> **Description of the task**: Which of the lines below hold the word "ChunkingConfig"? Pull each of them out.

------ Extracted information ------

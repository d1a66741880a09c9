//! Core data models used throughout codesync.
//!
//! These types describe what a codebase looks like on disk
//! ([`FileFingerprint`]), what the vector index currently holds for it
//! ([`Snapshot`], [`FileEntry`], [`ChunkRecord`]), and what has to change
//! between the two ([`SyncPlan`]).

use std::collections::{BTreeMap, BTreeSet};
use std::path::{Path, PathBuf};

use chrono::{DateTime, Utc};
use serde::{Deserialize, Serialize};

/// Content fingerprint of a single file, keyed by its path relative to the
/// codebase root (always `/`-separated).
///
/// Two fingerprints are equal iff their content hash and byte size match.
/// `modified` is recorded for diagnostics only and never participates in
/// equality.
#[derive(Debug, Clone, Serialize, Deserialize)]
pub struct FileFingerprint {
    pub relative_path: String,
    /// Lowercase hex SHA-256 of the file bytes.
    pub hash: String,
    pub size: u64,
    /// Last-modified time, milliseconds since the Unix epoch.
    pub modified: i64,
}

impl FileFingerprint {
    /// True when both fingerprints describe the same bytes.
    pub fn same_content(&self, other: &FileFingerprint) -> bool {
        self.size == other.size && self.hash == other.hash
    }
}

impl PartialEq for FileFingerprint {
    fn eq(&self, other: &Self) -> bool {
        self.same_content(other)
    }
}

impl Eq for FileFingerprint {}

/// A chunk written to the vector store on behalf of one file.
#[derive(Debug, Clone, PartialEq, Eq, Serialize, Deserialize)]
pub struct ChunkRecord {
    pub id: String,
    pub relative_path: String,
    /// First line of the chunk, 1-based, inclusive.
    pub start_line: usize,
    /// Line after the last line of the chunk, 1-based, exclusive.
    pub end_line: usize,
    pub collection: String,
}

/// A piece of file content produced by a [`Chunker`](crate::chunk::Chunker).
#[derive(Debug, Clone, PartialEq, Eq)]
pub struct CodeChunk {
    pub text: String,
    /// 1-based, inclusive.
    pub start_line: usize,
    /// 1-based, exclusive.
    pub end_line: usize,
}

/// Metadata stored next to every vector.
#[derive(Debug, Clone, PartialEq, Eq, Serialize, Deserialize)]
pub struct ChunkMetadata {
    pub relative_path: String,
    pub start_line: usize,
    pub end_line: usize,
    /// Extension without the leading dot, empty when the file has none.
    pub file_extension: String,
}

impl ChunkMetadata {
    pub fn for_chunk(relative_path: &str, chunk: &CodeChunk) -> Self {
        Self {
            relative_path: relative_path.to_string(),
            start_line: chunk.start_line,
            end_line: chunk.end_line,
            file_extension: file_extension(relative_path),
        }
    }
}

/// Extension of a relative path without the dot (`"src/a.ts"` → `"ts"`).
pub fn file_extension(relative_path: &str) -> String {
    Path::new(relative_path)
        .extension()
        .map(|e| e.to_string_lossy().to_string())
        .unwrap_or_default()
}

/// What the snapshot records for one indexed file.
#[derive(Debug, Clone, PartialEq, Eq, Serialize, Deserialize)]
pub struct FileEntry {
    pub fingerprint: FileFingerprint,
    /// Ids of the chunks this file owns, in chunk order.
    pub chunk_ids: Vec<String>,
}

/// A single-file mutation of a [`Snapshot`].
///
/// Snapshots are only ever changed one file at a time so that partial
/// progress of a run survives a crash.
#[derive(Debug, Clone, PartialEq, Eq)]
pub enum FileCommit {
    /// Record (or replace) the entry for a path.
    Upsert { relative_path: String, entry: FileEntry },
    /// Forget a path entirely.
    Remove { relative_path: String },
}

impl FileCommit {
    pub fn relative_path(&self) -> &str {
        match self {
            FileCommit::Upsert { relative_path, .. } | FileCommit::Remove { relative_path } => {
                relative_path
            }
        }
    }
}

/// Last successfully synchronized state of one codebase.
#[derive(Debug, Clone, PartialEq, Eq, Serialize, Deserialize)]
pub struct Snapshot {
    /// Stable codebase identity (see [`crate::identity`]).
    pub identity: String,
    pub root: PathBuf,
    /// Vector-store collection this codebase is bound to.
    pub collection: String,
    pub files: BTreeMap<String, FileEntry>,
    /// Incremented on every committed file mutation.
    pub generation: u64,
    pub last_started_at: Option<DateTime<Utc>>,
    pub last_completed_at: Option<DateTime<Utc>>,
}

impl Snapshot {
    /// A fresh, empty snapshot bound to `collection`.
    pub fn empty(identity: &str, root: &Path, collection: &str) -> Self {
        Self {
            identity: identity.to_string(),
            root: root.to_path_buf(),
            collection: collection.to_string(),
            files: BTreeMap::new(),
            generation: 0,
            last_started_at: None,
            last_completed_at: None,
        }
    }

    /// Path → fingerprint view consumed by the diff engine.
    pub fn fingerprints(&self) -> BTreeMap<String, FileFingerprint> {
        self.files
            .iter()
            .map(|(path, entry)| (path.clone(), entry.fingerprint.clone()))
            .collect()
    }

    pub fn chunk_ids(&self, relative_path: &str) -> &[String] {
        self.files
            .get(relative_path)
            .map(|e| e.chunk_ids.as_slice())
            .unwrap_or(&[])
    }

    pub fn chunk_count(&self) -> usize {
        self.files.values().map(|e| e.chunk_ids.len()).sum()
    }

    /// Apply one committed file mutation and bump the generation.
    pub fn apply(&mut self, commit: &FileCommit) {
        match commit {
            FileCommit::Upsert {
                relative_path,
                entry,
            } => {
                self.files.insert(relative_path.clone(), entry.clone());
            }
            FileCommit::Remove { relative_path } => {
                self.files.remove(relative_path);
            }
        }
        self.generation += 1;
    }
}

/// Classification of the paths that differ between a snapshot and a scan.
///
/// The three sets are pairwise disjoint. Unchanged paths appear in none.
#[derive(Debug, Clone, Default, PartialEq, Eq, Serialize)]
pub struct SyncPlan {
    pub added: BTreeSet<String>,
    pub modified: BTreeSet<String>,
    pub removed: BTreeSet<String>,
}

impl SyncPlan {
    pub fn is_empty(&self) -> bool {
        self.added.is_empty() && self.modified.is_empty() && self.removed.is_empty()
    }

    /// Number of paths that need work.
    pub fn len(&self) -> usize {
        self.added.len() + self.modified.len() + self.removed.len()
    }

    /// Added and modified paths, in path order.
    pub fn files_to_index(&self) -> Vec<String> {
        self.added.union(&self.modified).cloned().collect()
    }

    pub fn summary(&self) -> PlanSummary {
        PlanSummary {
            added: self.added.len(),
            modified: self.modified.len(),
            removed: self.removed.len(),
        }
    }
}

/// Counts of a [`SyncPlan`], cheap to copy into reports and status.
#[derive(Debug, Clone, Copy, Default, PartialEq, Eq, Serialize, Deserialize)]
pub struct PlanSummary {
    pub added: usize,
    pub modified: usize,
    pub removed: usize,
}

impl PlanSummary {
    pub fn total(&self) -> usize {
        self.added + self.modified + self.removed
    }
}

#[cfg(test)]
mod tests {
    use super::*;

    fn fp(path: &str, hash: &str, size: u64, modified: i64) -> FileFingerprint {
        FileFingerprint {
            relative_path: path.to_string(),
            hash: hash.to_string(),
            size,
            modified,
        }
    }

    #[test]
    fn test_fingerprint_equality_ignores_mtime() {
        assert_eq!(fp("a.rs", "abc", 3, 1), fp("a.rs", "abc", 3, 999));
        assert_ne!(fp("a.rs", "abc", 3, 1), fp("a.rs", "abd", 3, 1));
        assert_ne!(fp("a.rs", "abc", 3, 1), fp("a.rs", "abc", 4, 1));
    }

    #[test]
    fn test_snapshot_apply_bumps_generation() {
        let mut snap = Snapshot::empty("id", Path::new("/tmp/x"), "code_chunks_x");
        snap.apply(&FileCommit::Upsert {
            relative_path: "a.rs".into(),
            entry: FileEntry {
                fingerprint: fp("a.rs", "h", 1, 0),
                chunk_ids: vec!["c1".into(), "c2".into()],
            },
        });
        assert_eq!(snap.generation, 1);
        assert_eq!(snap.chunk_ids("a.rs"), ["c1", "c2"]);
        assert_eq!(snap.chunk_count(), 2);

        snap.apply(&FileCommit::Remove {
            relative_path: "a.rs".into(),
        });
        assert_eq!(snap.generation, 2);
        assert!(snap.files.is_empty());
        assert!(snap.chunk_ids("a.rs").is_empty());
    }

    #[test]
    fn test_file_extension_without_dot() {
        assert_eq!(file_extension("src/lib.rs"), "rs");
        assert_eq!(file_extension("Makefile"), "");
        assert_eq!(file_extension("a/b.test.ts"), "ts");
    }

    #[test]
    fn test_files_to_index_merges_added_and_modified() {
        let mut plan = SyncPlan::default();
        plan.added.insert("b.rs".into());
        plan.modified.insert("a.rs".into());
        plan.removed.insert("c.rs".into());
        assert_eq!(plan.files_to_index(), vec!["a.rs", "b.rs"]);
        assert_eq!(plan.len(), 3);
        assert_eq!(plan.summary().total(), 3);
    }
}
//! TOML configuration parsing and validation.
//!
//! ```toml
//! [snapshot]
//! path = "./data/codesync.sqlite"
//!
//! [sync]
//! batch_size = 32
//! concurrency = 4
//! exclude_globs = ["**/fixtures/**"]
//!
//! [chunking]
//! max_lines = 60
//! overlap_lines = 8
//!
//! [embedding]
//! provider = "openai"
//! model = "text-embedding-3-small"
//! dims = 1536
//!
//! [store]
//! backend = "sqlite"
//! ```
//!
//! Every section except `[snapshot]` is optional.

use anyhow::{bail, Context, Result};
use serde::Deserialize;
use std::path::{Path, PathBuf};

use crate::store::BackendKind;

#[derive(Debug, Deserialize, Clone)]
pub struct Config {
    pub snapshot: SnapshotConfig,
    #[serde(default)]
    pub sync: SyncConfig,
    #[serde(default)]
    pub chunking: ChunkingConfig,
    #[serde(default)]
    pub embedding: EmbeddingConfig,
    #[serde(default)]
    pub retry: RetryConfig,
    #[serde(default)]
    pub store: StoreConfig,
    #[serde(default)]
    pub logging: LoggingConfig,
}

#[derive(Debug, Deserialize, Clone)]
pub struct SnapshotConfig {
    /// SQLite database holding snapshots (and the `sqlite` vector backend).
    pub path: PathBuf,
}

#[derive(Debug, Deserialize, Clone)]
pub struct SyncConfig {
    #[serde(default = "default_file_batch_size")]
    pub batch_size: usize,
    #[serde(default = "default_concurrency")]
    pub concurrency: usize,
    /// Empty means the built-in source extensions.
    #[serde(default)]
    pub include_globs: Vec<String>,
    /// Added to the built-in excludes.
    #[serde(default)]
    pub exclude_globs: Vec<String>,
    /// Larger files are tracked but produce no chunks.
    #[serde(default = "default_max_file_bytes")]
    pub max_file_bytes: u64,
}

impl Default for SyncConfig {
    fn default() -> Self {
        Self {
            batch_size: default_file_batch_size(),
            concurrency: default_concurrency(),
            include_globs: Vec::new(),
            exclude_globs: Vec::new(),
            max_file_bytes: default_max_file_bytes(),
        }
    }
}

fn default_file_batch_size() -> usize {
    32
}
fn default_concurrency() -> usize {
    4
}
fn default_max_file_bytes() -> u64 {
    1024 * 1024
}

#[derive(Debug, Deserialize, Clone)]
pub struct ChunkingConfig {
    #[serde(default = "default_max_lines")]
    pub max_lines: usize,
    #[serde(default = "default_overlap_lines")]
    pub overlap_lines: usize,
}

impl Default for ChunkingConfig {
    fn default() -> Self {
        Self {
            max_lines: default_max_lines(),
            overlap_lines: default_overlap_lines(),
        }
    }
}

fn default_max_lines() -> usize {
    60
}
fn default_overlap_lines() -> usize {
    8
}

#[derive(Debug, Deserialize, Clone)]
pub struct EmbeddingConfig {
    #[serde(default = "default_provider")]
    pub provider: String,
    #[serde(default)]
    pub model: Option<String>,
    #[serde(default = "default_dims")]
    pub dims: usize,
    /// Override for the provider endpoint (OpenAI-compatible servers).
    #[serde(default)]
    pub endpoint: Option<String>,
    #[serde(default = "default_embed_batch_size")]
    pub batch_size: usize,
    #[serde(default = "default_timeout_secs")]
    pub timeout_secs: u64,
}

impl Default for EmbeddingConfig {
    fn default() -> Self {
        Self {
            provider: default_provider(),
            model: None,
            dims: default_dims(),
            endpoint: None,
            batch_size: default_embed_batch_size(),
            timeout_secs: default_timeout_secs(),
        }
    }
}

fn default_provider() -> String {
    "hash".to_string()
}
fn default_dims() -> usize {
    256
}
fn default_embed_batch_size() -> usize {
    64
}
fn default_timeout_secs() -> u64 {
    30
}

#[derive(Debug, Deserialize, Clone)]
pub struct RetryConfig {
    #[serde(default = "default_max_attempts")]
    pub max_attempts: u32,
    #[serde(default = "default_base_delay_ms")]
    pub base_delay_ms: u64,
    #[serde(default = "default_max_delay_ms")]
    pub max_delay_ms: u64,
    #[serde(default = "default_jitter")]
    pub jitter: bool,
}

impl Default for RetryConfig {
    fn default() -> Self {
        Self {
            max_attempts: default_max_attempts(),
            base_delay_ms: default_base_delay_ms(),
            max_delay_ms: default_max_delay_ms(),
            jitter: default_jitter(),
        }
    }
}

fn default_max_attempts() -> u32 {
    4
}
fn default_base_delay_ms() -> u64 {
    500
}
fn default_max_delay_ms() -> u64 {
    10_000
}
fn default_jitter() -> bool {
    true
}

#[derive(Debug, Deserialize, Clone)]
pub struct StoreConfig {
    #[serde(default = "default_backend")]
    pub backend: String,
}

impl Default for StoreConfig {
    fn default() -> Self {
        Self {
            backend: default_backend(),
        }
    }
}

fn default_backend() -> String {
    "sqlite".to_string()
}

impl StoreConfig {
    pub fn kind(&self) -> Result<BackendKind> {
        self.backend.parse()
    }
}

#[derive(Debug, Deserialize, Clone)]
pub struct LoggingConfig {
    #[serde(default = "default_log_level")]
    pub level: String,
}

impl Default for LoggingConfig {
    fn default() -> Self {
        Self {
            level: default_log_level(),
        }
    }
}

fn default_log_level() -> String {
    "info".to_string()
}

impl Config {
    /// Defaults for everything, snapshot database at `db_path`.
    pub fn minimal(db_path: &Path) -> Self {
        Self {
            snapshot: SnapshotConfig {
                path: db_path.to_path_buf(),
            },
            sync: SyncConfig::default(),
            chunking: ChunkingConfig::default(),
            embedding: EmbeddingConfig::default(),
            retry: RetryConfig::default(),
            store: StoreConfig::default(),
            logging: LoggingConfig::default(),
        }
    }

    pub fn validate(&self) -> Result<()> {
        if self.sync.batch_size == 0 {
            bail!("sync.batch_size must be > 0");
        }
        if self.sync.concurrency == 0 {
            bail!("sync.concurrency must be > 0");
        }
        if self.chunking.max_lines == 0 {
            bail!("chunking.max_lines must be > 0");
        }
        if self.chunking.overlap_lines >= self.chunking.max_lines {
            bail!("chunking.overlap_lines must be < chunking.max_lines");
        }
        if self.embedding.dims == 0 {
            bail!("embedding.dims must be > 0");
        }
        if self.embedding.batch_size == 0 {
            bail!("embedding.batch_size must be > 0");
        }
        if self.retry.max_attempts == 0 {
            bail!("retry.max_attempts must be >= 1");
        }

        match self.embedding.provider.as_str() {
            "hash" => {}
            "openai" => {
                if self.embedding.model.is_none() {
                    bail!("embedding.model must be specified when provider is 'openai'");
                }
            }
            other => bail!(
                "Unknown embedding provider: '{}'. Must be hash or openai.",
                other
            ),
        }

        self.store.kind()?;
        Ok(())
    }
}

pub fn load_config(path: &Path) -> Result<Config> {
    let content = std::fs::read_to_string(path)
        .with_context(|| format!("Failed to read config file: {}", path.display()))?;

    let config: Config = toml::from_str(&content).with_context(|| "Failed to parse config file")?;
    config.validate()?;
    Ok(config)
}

------

> **Solution for this exercise**:
    pub chunking: ChunkingConfig,
pub struct ChunkingConfig {
impl Default for ChunkingConfig {
            chunking: ChunkingConfig::default(),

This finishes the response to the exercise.